### Task prompt
For the entries below, the expected answer is the line with "repository 603f36cfe903d1b2", the line with "the password before", and every line between them, exactly as written, and nothing more.

----------------

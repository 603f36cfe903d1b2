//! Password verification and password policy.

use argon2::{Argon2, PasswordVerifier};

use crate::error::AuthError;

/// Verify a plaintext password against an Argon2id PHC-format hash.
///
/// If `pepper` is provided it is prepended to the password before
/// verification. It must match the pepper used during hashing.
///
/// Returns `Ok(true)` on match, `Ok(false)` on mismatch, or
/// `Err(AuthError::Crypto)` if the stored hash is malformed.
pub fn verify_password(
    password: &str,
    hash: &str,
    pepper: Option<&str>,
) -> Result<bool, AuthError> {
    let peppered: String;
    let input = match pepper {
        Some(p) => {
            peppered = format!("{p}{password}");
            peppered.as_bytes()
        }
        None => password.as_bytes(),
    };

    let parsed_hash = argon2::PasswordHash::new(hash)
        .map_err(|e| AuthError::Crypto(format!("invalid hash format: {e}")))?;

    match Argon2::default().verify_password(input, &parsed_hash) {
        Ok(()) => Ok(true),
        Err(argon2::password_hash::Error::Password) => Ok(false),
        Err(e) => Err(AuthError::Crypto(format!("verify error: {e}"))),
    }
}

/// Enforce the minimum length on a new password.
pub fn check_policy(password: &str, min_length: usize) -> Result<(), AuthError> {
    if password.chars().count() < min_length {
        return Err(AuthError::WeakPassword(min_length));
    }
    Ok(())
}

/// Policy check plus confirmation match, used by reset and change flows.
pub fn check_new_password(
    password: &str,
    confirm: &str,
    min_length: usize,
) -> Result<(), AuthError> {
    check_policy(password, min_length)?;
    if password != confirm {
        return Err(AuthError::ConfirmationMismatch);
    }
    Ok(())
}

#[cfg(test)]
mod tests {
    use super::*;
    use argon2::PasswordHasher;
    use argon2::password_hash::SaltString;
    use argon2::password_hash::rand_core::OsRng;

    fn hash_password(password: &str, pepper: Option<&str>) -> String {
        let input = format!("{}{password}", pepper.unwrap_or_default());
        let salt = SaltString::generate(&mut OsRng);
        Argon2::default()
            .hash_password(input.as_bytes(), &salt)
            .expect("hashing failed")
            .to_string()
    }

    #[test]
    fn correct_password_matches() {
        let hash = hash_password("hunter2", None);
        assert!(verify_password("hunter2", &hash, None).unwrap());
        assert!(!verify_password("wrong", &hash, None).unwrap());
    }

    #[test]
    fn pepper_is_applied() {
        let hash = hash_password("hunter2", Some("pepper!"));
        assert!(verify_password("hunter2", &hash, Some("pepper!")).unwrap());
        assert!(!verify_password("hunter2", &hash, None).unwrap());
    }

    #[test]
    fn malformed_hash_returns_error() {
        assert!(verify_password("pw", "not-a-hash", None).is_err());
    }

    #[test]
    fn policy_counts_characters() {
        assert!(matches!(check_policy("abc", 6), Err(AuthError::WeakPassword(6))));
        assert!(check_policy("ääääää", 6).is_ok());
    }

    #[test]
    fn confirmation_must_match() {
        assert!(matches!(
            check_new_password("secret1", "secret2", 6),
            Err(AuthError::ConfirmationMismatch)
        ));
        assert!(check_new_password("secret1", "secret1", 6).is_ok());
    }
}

----------------

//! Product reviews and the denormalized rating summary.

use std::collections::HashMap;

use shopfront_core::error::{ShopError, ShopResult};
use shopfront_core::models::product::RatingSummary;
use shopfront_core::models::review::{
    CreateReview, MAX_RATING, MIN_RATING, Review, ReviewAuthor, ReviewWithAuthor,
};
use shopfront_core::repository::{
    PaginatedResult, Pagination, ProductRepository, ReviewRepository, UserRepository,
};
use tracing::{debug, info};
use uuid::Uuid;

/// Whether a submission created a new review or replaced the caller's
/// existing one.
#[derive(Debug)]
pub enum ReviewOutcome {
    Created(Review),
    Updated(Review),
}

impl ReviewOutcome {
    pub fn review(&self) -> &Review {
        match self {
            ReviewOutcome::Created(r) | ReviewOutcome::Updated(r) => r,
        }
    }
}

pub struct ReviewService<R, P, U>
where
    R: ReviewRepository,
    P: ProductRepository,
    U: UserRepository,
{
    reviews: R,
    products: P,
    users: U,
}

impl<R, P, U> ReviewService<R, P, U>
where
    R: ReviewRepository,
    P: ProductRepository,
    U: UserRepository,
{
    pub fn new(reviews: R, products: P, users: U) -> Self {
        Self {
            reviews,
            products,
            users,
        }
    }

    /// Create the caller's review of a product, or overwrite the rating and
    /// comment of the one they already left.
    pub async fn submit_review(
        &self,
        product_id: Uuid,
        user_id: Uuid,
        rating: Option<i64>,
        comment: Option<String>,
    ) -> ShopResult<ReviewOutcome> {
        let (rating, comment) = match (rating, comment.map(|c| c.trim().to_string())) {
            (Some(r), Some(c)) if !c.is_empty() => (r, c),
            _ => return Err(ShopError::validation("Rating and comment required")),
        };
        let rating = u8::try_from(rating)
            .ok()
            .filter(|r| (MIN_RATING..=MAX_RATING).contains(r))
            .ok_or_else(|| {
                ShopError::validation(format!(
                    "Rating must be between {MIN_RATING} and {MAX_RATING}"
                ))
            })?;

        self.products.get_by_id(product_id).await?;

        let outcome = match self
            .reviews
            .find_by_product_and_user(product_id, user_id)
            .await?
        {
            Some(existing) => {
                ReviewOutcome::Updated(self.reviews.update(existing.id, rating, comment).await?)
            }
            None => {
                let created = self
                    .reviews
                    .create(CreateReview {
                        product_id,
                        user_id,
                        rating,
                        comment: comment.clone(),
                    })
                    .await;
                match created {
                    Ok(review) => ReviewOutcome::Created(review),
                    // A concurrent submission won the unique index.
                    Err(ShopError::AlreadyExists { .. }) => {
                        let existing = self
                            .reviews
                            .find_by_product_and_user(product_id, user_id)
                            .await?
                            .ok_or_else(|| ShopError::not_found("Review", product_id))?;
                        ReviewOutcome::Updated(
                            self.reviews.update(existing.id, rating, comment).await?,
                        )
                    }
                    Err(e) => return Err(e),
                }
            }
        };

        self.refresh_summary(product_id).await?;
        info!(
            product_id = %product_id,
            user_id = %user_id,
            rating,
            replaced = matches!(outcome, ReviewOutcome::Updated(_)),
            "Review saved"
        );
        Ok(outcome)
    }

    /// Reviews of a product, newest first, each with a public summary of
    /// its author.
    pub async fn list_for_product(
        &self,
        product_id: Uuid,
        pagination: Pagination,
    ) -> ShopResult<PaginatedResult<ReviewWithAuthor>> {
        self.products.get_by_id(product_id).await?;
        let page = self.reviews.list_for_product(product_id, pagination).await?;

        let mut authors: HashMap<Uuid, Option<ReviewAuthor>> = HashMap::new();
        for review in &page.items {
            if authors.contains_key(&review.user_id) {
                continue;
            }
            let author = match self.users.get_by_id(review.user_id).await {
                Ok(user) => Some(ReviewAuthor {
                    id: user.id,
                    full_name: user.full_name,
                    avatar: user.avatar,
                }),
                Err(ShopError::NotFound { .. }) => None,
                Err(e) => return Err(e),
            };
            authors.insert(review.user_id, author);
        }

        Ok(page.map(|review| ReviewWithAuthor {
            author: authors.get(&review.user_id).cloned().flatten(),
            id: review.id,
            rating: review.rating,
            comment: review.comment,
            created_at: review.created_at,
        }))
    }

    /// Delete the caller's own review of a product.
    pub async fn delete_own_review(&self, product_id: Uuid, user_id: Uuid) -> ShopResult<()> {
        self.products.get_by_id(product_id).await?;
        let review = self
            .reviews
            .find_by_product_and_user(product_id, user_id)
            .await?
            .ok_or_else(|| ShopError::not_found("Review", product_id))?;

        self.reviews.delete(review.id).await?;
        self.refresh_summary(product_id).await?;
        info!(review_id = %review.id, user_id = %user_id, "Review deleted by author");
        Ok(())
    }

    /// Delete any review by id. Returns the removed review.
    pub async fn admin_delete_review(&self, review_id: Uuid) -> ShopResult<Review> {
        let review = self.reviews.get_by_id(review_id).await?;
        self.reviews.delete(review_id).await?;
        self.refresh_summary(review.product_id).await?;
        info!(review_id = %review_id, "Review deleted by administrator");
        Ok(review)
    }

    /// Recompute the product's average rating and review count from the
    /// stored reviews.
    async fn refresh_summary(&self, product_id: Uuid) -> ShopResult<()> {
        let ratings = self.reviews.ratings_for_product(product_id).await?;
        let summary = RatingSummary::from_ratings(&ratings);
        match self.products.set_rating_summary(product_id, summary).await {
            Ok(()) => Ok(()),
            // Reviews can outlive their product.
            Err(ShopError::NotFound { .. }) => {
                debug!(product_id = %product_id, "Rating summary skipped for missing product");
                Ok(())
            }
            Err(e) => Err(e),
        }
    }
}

----------------

### Your response
repository 603f36cfe903d1b2
//! Password verification and password policy.

use argon2::{Argon2, PasswordVerifier};

use crate::error::AuthError;

/// Verify a plaintext password against an Argon2id PHC-format hash.
///
/// If `pepper` is provided it is prepended to the password before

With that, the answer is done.